Activision’s “Call of Duty” first-person shooter games have been around since 2003, when the first game was developed by Woodland Hills-based studio Infinity Ward, which teamed with Activision to publish and distribute the game.
Since then, Activision has rolled out 16 “Call of Duty” titles. The company sees esports leagues as an opportunity to turn that vast catalog of intellectual property into a new revenue stream.
Activision’s first effort, “Call of Duty” World League, launched in 2016. The new “Call of Duty” League looks to expand on the success of the original competition.
“‘Call of Duty’ League includes many great aspects of its previous esports iteration as the ‘Call of Duty’ World League, and also introduces several unique elements to take the experience to new heights,” Faries explained.
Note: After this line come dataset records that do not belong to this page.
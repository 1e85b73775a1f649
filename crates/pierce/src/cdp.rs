//! Chromium driver over the Chrome DevTools Protocol.
//!
//! Element handles live in an in-page registry (`globalThis.__pierce`) that
//! is installed lazily by every evaluation, so navigation never leaves the
//! driver without its helpers. Handles whose node has been disconnected
//! report [`PierceError::StaleElement`] and are dropped from the registry;
//! every query also sweeps out handles whose node has left the document, so
//! re-rendered option lists do not pin detached nodes.

use async_trait::async_trait;
use chromiumoxide::browser::{Browser, BrowserConfig};
use chromiumoxide::page::Page as CdpPage;
use futures::StreamExt;
use serde::de::DeserializeOwned;
use serde::Deserialize;
use std::sync::Arc;
use tokio::sync::Mutex;
use tokio::task::JoinHandle;
use tracing::{debug, trace};

use crate::driver::{Driver, ElementHandle, SearchScope};
use crate::result::{PierceError, PierceResult};

/// In-page helper; must stay an assignment expression (not a parenthesised
/// function) so it is evaluated rather than called.
const HELPER: &str = r#"globalThis.__pierce = globalThis.__pierce || {
  next: 1,
  nodes: new Map(),
  handle(node) {
    if (!node.__pierceId) { node.__pierceId = 'h' + (this.next++); }
    this.nodes.set(node.__pierceId, node);
    const tag = node instanceof ShadowRoot ? '#shadow-root' : node.tagName.toLowerCase();
    return { id: node.__pierceId, tag_name: tag };
  },
  node(id) {
    const n = this.nodes.get(id);
    if (n && n.isConnected) { return n; }
    this.nodes.delete(id);
    return null;
  },
  sweep() {
    for (const [id, n] of this.nodes) {
      if (!n.isConnected) { this.nodes.delete(id); }
    }
  },
  run(scopeId, f) {
    const n = scopeId === null ? document : this.node(scopeId);
    if (!n) { return { stale: true }; }
    try { return { done: true, value: f(n) }; }
    catch (e) { return { error: String(e), invalid: e && e.name === 'SyntaxError' }; }
  },
  find(s, css) {
    this.sweep();
    return this.run(s, n => Array.from(n.querySelectorAll(css), e => this.handle(e)));
  },
  shadow(id) { return this.run(id, n => n.shadowRoot ? this.handle(n.shadowRoot) : null); },
  hosts(s) {
    this.sweep();
    return this.run(s, n => Array.from(n.querySelectorAll('*'))
      .filter(e => e.shadowRoot)
      .map(e => this.handle(e.shadowRoot)));
  },
  setValue(id, text) {
    return this.run(id, n => {
      if (n.focus) { n.focus(); }
      n.value = text;
      n.dispatchEvent(new Event('input', { bubbles: true, composed: true }));
      n.dispatchEvent(new Event('change', { bubbles: true, composed: true }));
      return null;
    });
  },
  click(id) { return this.run(id, n => { n.click(); return null; }); },
  displayed(id) {
    return this.run(id, n => {
      if (n.checkVisibility) { return n.checkVisibility({ visibilityProperty: true }); }
      const style = getComputedStyle(n);
      const rect = n.getBoundingClientRect();
      return style.display !== 'none' && style.visibility !== 'hidden' && (rect.width > 0 || rect.height > 0);
    });
  },
  text(id) { return this.run(id, n => n.innerText !== undefined ? n.innerText : n.textContent); },
}"#;

#[derive(Debug, Deserialize)]
struct Reply {
    #[serde(default)]
    done: bool,
    #[serde(default)]
    value: serde_json::Value,
    #[serde(default)]
    stale: bool,
    #[serde(default)]
    error: Option<String>,
    #[serde(default)]
    invalid: bool,
}

/// Options for [`CdpDriver::launch`]
#[derive(Debug, Clone)]
pub struct LaunchOptions {
    /// Run without a window
    pub headless: bool,
    /// Chromium sandbox (disable in containers)
    pub sandbox: bool,
    /// Path to chromium binary (None = auto-detect)
    pub chromium_path: Option<String>,
}

impl Default for LaunchOptions {
    fn default() -> Self {
        Self {
            headless: true,
            sandbox: true,
            chromium_path: None,
        }
    }
}

impl LaunchOptions {
    /// Set headless mode
    #[must_use]
    pub const fn with_headless(mut self, headless: bool) -> Self {
        self.headless = headless;
        self
    }

    /// Disable sandbox (for containers/CI)
    #[must_use]
    pub const fn with_no_sandbox(mut self) -> Self {
        self.sandbox = false;
        self
    }

    /// Set chromium path
    #[must_use]
    pub fn with_chromium_path(mut self, path: impl Into<String>) -> Self {
        self.chromium_path = Some(path.into());
        self
    }
}

/// [`Driver`] backed by a chromium page
#[derive(Debug)]
pub struct CdpDriver {
    page: CdpPage,
    browser: Option<Arc<Mutex<Browser>>>,
    handler: Option<JoinHandle<()>>,
}

impl CdpDriver {
    /// Drive an existing page
    #[must_use]
    pub fn new(page: CdpPage) -> Self {
        Self {
            page,
            browser: None,
            handler: None,
        }
    }

    /// Launch chromium and open `url`
    pub async fn launch(options: LaunchOptions, url: &str) -> PierceResult<Self> {
        let mut builder = BrowserConfig::builder();
        if !options.headless {
            builder = builder.with_head();
        }
        if !options.sandbox {
            builder = builder.no_sandbox();
        }
        if let Some(ref path) = options.chromium_path {
            builder = builder.chrome_executable(path);
        }
        let config = builder.build().map_err(PierceError::driver)?;

        let (browser, mut handler) = Browser::launch(config)
            .await
            .map_err(|e| PierceError::driver(format!("launching chromium: {e}")))?;
        let handler = tokio::spawn(async move {
            while let Some(event) = handler.next().await {
                if event.is_err() {
                    break;
                }
            }
        });

        let page = browser
            .new_page(url)
            .await
            .map_err(|e| PierceError::driver(format!("opening {url}: {e}")))?;
        debug!(url, "chromium page opened");

        Ok(Self {
            page,
            browser: Some(Arc::new(Mutex::new(browser))),
            handler: Some(handler),
        })
    }

    /// The underlying page
    #[must_use]
    pub const fn page(&self) -> &CdpPage {
        &self.page
    }

    /// Navigate the page
    pub async fn goto(&self, url: &str) -> PierceResult<()> {
        self.page
            .goto(url)
            .await
            .map_err(|e| PierceError::driver(format!("navigating to {url}: {e}")))?;
        Ok(())
    }

    /// Close the browser if this driver launched it
    pub async fn close(mut self) -> PierceResult<()> {
        if let Some(browser) = self.browser.take() {
            browser
                .lock()
                .await
                .close()
                .await
                .map_err(|e| PierceError::driver(format!("closing chromium: {e}")))?;
        }
        if let Some(handler) = self.handler.take() {
            handler.abort();
        }
        Ok(())
    }

    async fn call<T: DeserializeOwned>(
        &self,
        method: &str,
        args: &[serde_json::Value],
        subject: &str,
    ) -> PierceResult<T> {
        let expr = script(method, args);
        trace!(method, subject, "evaluate");
        let reply: Reply = self
            .page
            .evaluate(expr)
            .await
            .map_err(|e| PierceError::driver(format!("{method} on {subject}: {e}")))?
            .into_value()
            .map_err(|e| PierceError::driver(format!("{method} on {subject}: {e}")))?;

        if reply.stale {
            return Err(PierceError::StaleElement {
                id: subject.to_string(),
            });
        }
        if let Some(message) = reply.error {
            return Err(if reply.invalid {
                PierceError::invalid_selector(subject, message)
            } else {
                PierceError::driver(format!("{method} on {subject}: {message}"))
            });
        }
        if !reply.done {
            return Err(PierceError::driver(format!("{method} on {subject}: no reply")));
        }
        serde_json::from_value(reply.value)
            .map_err(|e| PierceError::driver(format!("{method} on {subject}: {e}")))
    }
}

/// Helper install followed by one helper call
fn script(method: &str, args: &[serde_json::Value]) -> String {
    let args: Vec<String> = args.iter().map(serde_json::Value::to_string).collect();
    format!("{HELPER};\nglobalThis.__pierce.{method}({})", args.join(", "))
}

fn scope_arg(scope: &SearchScope) -> serde_json::Value {
    scope
        .handle()
        .map_or(serde_json::Value::Null, |h| serde_json::Value::from(h.id.as_str()))
}

fn id_arg(element: &ElementHandle) -> serde_json::Value {
    serde_json::Value::from(element.id.as_str())
}

#[async_trait]
impl Driver for CdpDriver {
    async fn find_elements(
        &self,
        scope: &SearchScope,
        css: &str,
    ) -> PierceResult<Vec<ElementHandle>> {
        let reply = self
            .call("find", &[scope_arg(scope), css.into()], css)
            .await;
        match reply {
            Err(PierceError::StaleElement { .. }) => Err(PierceError::StaleElement {
                id: scope.to_string(),
            }),
            other => other,
        }
    }

    async fn shadow_root(&self, element: &ElementHandle) -> PierceResult<Option<ElementHandle>> {
        self.call("shadow", &[id_arg(element)], &element.id).await
    }

    async fn shadow_hosts(&self, scope: &SearchScope) -> PierceResult<Vec<ElementHandle>> {
        self.call("hosts", &[scope_arg(scope)], &scope.to_string()).await
    }

    async fn set_value(&self, element: &ElementHandle, text: &str) -> PierceResult<()> {
        self.call("setValue", &[id_arg(element), text.into()], &element.id)
            .await
    }

    async fn click(&self, element: &ElementHandle) -> PierceResult<()> {
        self.call("click", &[id_arg(element)], &element.id).await
    }

    async fn is_displayed(&self, element: &ElementHandle) -> PierceResult<bool> {
        self.call("displayed", &[id_arg(element)], &element.id).await
    }

    async fn text(&self, element: &ElementHandle) -> PierceResult<String> {
        self.call("text", &[id_arg(element)], &element.id).await
    }
}

#[cfg(test)]
#[allow(clippy::unwrap_used)]
mod tests {
    use super::*;

    #[test]
    fn test_script_is_an_expression() {
        let s = script("find", &[serde_json::Value::Null, "input[name=\"q\"]".into()]);
        assert!(s.starts_with("globalThis.__pierce ="));
        assert!(s.ends_with("globalThis.__pierce.find(null, \"input[name=\\\"q\\\"]\")"));
    }

    #[test]
    fn test_registry_drops_disconnected_nodes() {
        assert!(HELPER.contains("this.nodes.delete(id)"));
        let find = HELPER.find("find(s, css)").unwrap();
        let sweep = HELPER[find..].find("this.sweep()").unwrap();
        let query = HELPER[find..].find("querySelectorAll").unwrap();
        assert!(sweep < query);
    }

    #[test]
    fn test_scope_arg() {
        assert_eq!(scope_arg(&SearchScope::Document), serde_json::Value::Null);
        let h = ElementHandle::new("h3", "#shadow-root");
        assert_eq!(scope_arg(&SearchScope::ShadowRoot(h)), serde_json::json!("h3"));
    }

    #[test]
    fn test_launch_options() {
        let o = LaunchOptions::default().with_no_sandbox().with_headless(false);
        assert!(!o.sandbox);
        assert!(!o.headless);
    }
}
Faries said the league will not only focus on a new game but will also provide additional opportunities for fans to engage with the sport, such as amateur online competitions.
All players in the “Call of Duty” League will be playing Activision’s recently released “Call of Duty: Modern Warfare” franchise title on Sony Corp.’s PlayStation 4 console.
Activision has not yet decided on a partner to stream its league matches, Faries said, but the company expects to name one soon.
“Competitive leagues have immediate as well as downstream benefits,” said Remer Rietkerk, head of esports at analytics firm Newzoo. “From an immediate perspective, it creates an opportunity to grow a new business line. From a revenue perspective, it also provides the opportunity to introduce new digital goods and activations connected to the esport.”